Directions:
Every line in the data below that holds "Returns" should be found and copied.

Records provided:

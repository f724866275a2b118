//! Jump and ground state.
//!
//! Jumps are counted per airborne stretch and the count resets the tick the
//! character is found grounded. Replays of an already-simulated tick still
//! apply the jump velocity (the trajectory must be reproduced) but never
//! increment the count a second time.

use glam::Vec3;
use serde::{Deserialize, Serialize};

use super::config::MovementConfig;
use super::state::{PawnState, PhysicalState};

/// Where the character is relative to the ground.
#[derive(Debug, Clone, Copy, PartialEq, Eq, Serialize, Deserialize)]
pub enum GroundPhase {
    /// On walkable ground with the constraint active.
    Grounded,
    /// Still touching ground but free to leave it (just jumped, or gravity changed).
    ConstraintPaused,
    /// Moving away from the ground after a jump.
    Ascending,
    /// Airborne and not rising from a jump.
    Falling,
}

impl GroundPhase {
    /// Classify the current state. `up` is the negated active gravity direction.
    pub fn classify(physical: &PhysicalState, pawn: &PawnState, up: Vec3) -> Self {
        if physical.is_grounded() {
            GroundPhase::Grounded
        } else if !physical.constrained_to_ground && physical.on_walkable_ground() {
            GroundPhase::ConstraintPaused
        } else if pawn.jump_count > 0 && physical.speed_along(up) > 0.0 {
            GroundPhase::Ascending
        } else {
            GroundPhase::Falling
        }
    }

    pub fn is_airborne(self) -> bool {
        matches!(self, GroundPhase::Ascending | GroundPhase::Falling)
    }
}

/// Up axis for a gravity vector. Zero gravity falls back to world up.
pub(crate) fn up_axis(gravity: Vec3) -> Vec3 {
    (-gravity).try_normalize().unwrap_or(Vec3::Y)
}

impl PawnState {
    /// Current phase of the jump and ground state machine.
    pub fn ground_phase(&self, physical: &PhysicalState, config: &MovementConfig) -> GroundPhase {
        GroundPhase::classify(physical, self, up_axis(self.active_gravity(config)))
    }

    /// Whether another jump is allowed right now.
    pub fn can_jump(&self, config: &MovementConfig) -> bool {
        config.can_jump_ever && self.jump_count < config.max_jump_count
    }

    /// Launch the character if a jump is available.
    ///
    /// Pauses the ground constraint and raises the speed along the up axis to
    /// at least the jump impulse, never lowering a larger upward speed. The
    /// jump count only increments when `replay` is false.
    ///
    /// Returns whether the jump happened.
    pub fn try_jump(
        &mut self,
        physical: &mut PhysicalState,
        config: &MovementConfig,
        replay: bool,
    ) -> bool {
        if !self.can_jump(config) {
            return false;
        }

        physical.pause_ground_constraint();

        let axis = up_axis(self.active_gravity(config));
        let current = physical.velocity.dot(axis);
        let target = current.max(config.jump_impulse);
        physical.velocity += axis * (target - current);

        if !replay {
            self.jump_count += 1;
        }
        true
    }

    /// Reset the jump count when grounded. Returns whether it reset.
    pub fn reset_jumps_if_grounded(&mut self, physical: &PhysicalState) -> bool {
        if physical.is_grounded() {
            self.jump_count = 0;
            true
        } else {
            false
        }
    }
}

#[cfg(test)]
mod tests {
    use super::*;

    fn grounded_state() -> PhysicalState {
        let mut state = PhysicalState::new(Vec3::ZERO);
        state.hit_ground = true;
        state.is_walkable = true;
        state
    }

    #[test]
    fn test_basic_jump() {
        let config = MovementConfig::default();
        let mut pawn = PawnState::new(&config);
        let mut physical = grounded_state();

        assert!(pawn.try_jump(&mut physical, &config, false));
        assert!((physical.velocity.y - 6.5).abs() < 1e-5);
        assert_eq!(pawn.jump_count, 1);
        assert!(!physical.constrained_to_ground);
    }

    #[test]
    fn test_replayed_jump_does_not_count() {
        let config = MovementConfig::default();
        let mut pawn = PawnState::new(&config);
        let mut physical = grounded_state();

        assert!(pawn.try_jump(&mut physical, &config, true));
        assert!((physical.velocity.y - 6.5).abs() < 1e-5);
        assert_eq!(pawn.jump_count, 0);
    }

    #[test]
    fn test_jump_keeps_larger_upward_speed() {
        let config = MovementConfig::default();
        let mut pawn = PawnState::new(&config);
        let mut physical = grounded_state();
        physical.velocity = Vec3::new(1.0, 10.0, 0.0);

        pawn.try_jump(&mut physical, &config, false);
        assert!((physical.velocity - Vec3::new(1.0, 10.0, 0.0)).length() < 1e-5);
    }

    #[test]
    fn test_jump_cancels_downward_speed() {
        let config = MovementConfig::default();
        let mut pawn = PawnState::new(&config);
        let mut physical = PhysicalState::new(Vec3::ZERO);
        physical.velocity = Vec3::new(0.0, -4.0, 2.0);

        pawn.try_jump(&mut physical, &config, false);
        assert!((physical.velocity.y - 6.5).abs() < 1e-5);
        assert_eq!(physical.velocity.z, 2.0);
    }

    #[test]
    fn test_jump_count_never_exceeds_max() {
        let config = MovementConfig::default();
        let mut pawn = PawnState::new(&config);
        let mut physical = PhysicalState::new(Vec3::new(0.0, 5.0, 0.0));

        for _ in 0..5 {
            pawn.try_jump(&mut physical, &config, false);
            assert!(pawn.jump_count <= config.max_jump_count);
        }
        assert_eq!(pawn.jump_count, config.max_jump_count);
        assert!(!pawn.can_jump(&config));
    }

    #[test]
    fn test_jump_follows_gravity_override() {
        let config = MovementConfig::default();
        let mut pawn = PawnState::new(&config);
        let mut physical = PhysicalState::new(Vec3::ZERO);
        pawn.gravity_override = Vec3::new(9.81, 0.0, 0.0);

        pawn.try_jump(&mut physical, &config, false);
        assert!((physical.velocity.x + 6.5).abs() < 1e-5);
        assert!(physical.velocity.y.abs() < 1e-6);
    }

    #[test]
    fn test_reset_only_when_grounded() {
        let config = MovementConfig::default();
        let mut pawn = PawnState::new(&config);
        let mut physical = grounded_state();

        pawn.try_jump(&mut physical, &config, false);
        // Constraint paused by the jump: not grounded yet
        assert!(!pawn.reset_jumps_if_grounded(&physical));
        assert_eq!(pawn.jump_count, 1);

        physical.constrained_to_ground = true;
        assert!(pawn.reset_jumps_if_grounded(&physical));
        assert_eq!(pawn.jump_count, 0);
    }

    #[test]
    fn test_disabled_jump() {
        let config = MovementConfig {
            can_jump_ever: false,
            ..Default::default()
        };
        let mut pawn = PawnState::new(&config);
        let mut physical = grounded_state();

        assert!(!pawn.try_jump(&mut physical, &config, false));
        assert_eq!(physical.velocity, Vec3::ZERO);
    }

    #[test]
    fn test_ground_phase_transitions() {
        let config = MovementConfig::default();
        let mut pawn = PawnState::new(&config);
        let mut physical = grounded_state();

        assert_eq!(GroundPhase::classify(&physical, &pawn, Vec3::Y), GroundPhase::Grounded);

        pawn.try_jump(&mut physical, &config, false);
        assert_eq!(GroundPhase::classify(&physical, &pawn, Vec3::Y), GroundPhase::ConstraintPaused);

        physical.hit_ground = false;
        assert_eq!(GroundPhase::classify(&physical, &pawn, Vec3::Y), GroundPhase::Ascending);

        physical.velocity.y = -1.0;
        let phase = GroundPhase::classify(&physical, &pawn, Vec3::Y);
        assert_eq!(phase, GroundPhase::Falling);
        assert!(phase.is_airborne());
    }

    #[test]
    fn test_ground_phase_follows_gravity_override() {
        let config = MovementConfig::default();
        let mut pawn = PawnState::new(&config);
        let mut physical = grounded_state();
        physical.hit_ground = false;
        physical.constrained_to_ground = false;
        pawn.jump_count = 1;
        physical.velocity = Vec3::new(0.0, -3.0, 0.0);

        assert_eq!(pawn.ground_phase(&physical, &config), GroundPhase::Falling);

        // Inverted gravity: moving down is moving up
        pawn.gravity_override = Vec3::new(0.0, 9.81, 0.0);
        assert_eq!(pawn.ground_phase(&physical, &config), GroundPhase::Ascending);
    }
}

Result of this task:
    /// Returns whether the jump happened.
    /// Reset the jump count when grounded. Returns whether it reset.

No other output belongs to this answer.